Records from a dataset
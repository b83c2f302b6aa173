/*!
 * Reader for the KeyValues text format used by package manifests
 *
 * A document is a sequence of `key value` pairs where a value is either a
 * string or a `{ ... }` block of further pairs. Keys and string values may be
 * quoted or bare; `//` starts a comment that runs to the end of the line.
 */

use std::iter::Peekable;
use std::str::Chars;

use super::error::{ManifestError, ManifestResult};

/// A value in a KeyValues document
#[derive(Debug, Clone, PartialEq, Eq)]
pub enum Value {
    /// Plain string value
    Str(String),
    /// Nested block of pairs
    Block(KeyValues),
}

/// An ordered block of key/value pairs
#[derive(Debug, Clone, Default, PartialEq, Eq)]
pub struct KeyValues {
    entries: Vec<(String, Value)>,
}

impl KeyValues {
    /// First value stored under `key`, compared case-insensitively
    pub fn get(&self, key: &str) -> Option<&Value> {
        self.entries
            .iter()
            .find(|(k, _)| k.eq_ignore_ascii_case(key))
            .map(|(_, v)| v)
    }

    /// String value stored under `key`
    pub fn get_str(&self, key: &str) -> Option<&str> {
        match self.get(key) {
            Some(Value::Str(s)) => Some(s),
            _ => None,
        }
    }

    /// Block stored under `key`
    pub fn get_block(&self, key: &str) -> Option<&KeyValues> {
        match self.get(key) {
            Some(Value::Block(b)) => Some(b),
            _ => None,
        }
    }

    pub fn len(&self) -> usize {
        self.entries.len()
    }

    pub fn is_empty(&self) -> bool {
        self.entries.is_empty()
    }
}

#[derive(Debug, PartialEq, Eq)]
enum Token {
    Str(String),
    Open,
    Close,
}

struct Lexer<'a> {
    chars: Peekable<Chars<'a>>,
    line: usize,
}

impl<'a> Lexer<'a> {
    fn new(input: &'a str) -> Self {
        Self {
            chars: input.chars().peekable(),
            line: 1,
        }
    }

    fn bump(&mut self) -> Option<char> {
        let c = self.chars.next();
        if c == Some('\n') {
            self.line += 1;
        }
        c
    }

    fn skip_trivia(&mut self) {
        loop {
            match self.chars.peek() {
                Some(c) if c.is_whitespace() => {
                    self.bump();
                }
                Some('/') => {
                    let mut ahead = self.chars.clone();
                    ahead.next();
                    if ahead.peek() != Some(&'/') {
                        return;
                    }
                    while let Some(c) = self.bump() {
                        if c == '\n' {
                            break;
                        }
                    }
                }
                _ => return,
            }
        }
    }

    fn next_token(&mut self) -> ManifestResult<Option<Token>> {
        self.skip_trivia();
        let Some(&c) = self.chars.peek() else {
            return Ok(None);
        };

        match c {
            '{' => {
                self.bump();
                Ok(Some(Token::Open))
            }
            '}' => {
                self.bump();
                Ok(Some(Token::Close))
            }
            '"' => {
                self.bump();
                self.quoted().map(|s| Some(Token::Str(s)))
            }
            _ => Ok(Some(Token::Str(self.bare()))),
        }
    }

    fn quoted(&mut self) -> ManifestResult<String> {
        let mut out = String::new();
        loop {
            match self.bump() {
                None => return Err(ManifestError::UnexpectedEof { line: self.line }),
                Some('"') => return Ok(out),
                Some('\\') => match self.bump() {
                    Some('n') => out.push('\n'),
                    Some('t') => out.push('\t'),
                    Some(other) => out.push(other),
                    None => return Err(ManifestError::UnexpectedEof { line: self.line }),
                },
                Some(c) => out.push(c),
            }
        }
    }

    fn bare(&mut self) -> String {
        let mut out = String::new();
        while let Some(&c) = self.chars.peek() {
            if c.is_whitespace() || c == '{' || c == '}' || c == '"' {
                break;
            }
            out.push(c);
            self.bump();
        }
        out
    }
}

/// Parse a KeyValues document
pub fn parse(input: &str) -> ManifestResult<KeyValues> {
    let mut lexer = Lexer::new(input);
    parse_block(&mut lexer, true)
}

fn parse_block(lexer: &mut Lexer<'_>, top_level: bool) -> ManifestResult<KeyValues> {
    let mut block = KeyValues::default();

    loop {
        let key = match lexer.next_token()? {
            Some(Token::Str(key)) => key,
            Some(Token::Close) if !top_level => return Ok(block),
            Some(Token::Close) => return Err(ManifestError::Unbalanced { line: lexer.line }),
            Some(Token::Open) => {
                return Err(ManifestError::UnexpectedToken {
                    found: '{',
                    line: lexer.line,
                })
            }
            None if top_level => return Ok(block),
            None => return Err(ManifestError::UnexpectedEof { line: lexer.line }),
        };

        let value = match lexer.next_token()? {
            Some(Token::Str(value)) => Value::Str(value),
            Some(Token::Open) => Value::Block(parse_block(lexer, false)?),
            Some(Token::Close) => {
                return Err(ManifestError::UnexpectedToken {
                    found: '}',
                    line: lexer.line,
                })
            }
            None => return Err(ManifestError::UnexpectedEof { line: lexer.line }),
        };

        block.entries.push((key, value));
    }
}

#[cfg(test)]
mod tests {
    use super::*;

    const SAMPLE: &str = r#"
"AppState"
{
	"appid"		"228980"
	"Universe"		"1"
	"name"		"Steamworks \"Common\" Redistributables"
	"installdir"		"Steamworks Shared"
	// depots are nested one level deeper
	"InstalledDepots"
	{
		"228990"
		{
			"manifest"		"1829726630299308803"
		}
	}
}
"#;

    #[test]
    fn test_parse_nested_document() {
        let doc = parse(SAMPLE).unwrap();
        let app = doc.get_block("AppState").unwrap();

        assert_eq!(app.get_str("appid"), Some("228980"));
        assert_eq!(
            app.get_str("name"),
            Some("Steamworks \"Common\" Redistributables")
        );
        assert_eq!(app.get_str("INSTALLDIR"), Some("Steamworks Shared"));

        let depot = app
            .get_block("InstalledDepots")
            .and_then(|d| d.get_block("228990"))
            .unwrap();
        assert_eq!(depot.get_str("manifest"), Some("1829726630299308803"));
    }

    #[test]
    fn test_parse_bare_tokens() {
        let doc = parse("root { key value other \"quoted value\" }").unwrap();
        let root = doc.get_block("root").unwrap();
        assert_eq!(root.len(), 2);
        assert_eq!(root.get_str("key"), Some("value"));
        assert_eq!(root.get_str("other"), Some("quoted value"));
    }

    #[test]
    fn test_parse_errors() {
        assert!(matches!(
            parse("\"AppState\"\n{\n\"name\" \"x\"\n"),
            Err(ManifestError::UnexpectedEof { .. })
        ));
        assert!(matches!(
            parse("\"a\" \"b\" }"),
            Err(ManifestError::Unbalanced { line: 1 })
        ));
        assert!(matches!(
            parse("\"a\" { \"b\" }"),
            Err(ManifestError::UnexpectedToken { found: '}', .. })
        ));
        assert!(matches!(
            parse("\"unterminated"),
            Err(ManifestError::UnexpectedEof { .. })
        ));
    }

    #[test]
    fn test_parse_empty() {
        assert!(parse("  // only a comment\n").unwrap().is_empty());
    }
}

*DIRECTIONS FOR THIS TASK*: The response should consist of every record, written out exactly as given.

*THE ANSWER*:
repository b83c2f302b6aa173
/*!
 * Reader for the KeyValues text format used by package manifests
 *
 * A document is a sequence of `key value` pairs where a value is either a
 * string or a `{ ... }` block of further pairs. Keys and string values may be
 * quoted or bare; `//` starts a comment that runs to the end of the line.
 */

use std::iter::Peekable;
use std::str::Chars;

use super::error::{ManifestError, ManifestResult};

/// A value in a KeyValues document
#[derive(Debug, Clone, PartialEq, Eq)]
pub enum Value {
    /// Plain string value
    Str(String),
    /// Nested block of pairs
    Block(KeyValues),
}

/// An ordered block of key/value pairs
#[derive(Debug, Clone, Default, PartialEq, Eq)]
pub struct KeyValues {
    entries: Vec<(String, Value)>,
}

impl KeyValues {
    /// First value stored under `key`, compared case-insensitively
    pub fn get(&self, key: &str) -> Option<&Value> {
        self.entries
            .iter()
            .find(|(k, _)| k.eq_ignore_ascii_case(key))
            .map(|(_, v)| v)
    }

    /// String value stored under `key`
    pub fn get_str(&self, key: &str) -> Option<&str> {
        match self.get(key) {
            Some(Value::Str(s)) => Some(s),
            _ => None,
        }
    }

    /// Block stored under `key`
    pub fn get_block(&self, key: &str) -> Option<&KeyValues> {
        match self.get(key) {
            Some(Value::Block(b)) => Some(b),
            _ => None,
        }
    }

    pub fn len(&self) -> usize {
        self.entries.len()
    }

    pub fn is_empty(&self) -> bool {
        self.entries.is_empty()
    }
}

#[derive(Debug, PartialEq, Eq)]
enum Token {
    Str(String),
    Open,
    Close,
}

struct Lexer<'a> {
    chars: Peekable<Chars<'a>>,
    line: usize,
}

impl<'a> Lexer<'a> {
    fn new(input: &'a str) -> Self {
        Self {
            chars: input.chars().peekable(),
            line: 1,
        }
    }

    fn bump(&mut self) -> Option<char> {
        let c = self.chars.next();
        if c == Some('\n') {
            self.line += 1;
        }
        c
    }

    fn skip_trivia(&mut self) {
        loop {
            match self.chars.peek() {
                Some(c) if c.is_whitespace() => {
                    self.bump();
                }
                Some('/') => {
                    let mut ahead = self.chars.clone();
                    ahead.next();
                    if ahead.peek() != Some(&'/') {
                        return;
                    }
                    while let Some(c) = self.bump() {
                        if c == '\n' {
                            break;
                        }
                    }
                }
                _ => return,
            }
        }
    }

    fn next_token(&mut self) -> ManifestResult<Option<Token>> {
        self.skip_trivia();
        let Some(&c) = self.chars.peek() else {
            return Ok(None);
        };

        match c {
            '{' => {
                self.bump();
                Ok(Some(Token::Open))
            }
            '}' => {
                self.bump();
                Ok(Some(Token::Close))
            }
            '"' => {
                self.bump();
                self.quoted().map(|s| Some(Token::Str(s)))
            }
            _ => Ok(Some(Token::Str(self.bare()))),
        }
    }

    fn quoted(&mut self) -> ManifestResult<String> {
        let mut out = String::new();
        loop {
            match self.bump() {
                None => return Err(ManifestError::UnexpectedEof { line: self.line }),
                Some('"') => return Ok(out),
                Some('\\') => match self.bump() {
                    Some('n') => out.push('\n'),
                    Some('t') => out.push('\t'),
                    Some(other) => out.push(other),
                    None => return Err(ManifestError::UnexpectedEof { line: self.line }),
                },
                Some(c) => out.push(c),
            }
        }
    }

    fn bare(&mut self) -> String {
        let mut out = String::new();
        while let Some(&c) = self.chars.peek() {
            if c.is_whitespace() || c == '{' || c == '}' || c == '"' {
                break;
            }
            out.push(c);
            self.bump();
        }
        out
    }
}

/// Parse a KeyValues document
pub fn parse(input: &str) -> ManifestResult<KeyValues> {
    let mut lexer = Lexer::new(input);
    parse_block(&mut lexer, true)
}

fn parse_block(lexer: &mut Lexer<'_>, top_level: bool) -> ManifestResult<KeyValues> {
    let mut block = KeyValues::default();

    loop {
        let key = match lexer.next_token()? {
            Some(Token::Str(key)) => key,
            Some(Token::Close) if !top_level => return Ok(block),
            Some(Token::Close) => return Err(ManifestError::Unbalanced { line: lexer.line }),
            Some(Token::Open) => {
                return Err(ManifestError::UnexpectedToken {
                    found: '{',
                    line: lexer.line,
                })
            }
            None if top_level => return Ok(block),
            None => return Err(ManifestError::UnexpectedEof { line: lexer.line }),
        };

        let value = match lexer.next_token()? {
            Some(Token::Str(value)) => Value::Str(value),
            Some(Token::Open) => Value::Block(parse_block(lexer, false)?),
            Some(Token::Close) => {
                return Err(ManifestError::UnexpectedToken {
                    found: '}',
                    line: lexer.line,
                })
            }
            None => return Err(ManifestError::UnexpectedEof { line: lexer.line }),
        };

        block.entries.push((key, value));
    }
}

#[cfg(test)]
mod tests {
    use super::*;

    const SAMPLE: &str = r#"
"AppState"
{
	"appid"		"228980"
	"Universe"		"1"
	"name"		"Steamworks \"Common\" Redistributables"
	"installdir"		"Steamworks Shared"
	// depots are nested one level deeper
	"InstalledDepots"
	{
		"228990"
		{
			"manifest"		"1829726630299308803"
		}
	}
}
"#;

    #[test]
    fn test_parse_nested_document() {
        let doc = parse(SAMPLE).unwrap();
        let app = doc.get_block("AppState").unwrap();

        assert_eq!(app.get_str("appid"), Some("228980"));
        assert_eq!(
            app.get_str("name"),
            Some("Steamworks \"Common\" Redistributables")
        );
        assert_eq!(app.get_str("INSTALLDIR"), Some("Steamworks Shared"));

        let depot = app
            .get_block("InstalledDepots")
            .and_then(|d| d.get_block("228990"))
            .unwrap();
        assert_eq!(depot.get_str("manifest"), Some("1829726630299308803"));
    }

    #[test]
    fn test_parse_bare_tokens() {
        let doc = parse("root { key value other \"quoted value\" }").unwrap();
        let root = doc.get_block("root").unwrap();
        assert_eq!(root.len(), 2);
        assert_eq!(root.get_str("key"), Some("value"));
        assert_eq!(root.get_str("other"), Some("quoted value"));
    }

    #[test]
    fn test_parse_errors() {
        assert!(matches!(
            parse("\"AppState\"\n{\n\"name\" \"x\"\n"),
            Err(ManifestError::UnexpectedEof { .. })
        ));
        assert!(matches!(
            parse("\"a\" \"b\" }"),
            Err(ManifestError::Unbalanced { line: 1 })
        ));
        assert!(matches!(
            parse("\"a\" { \"b\" }"),
            Err(ManifestError::UnexpectedToken { found: '}', .. })
        ));
        assert!(matches!(
            parse("\"unterminated"),
            Err(ManifestError::UnexpectedEof { .. })
        ));
    }

    #[test]
    fn test_parse_empty() {
        assert!(parse("  // only a comment\n").unwrap().is_empty());
    }
}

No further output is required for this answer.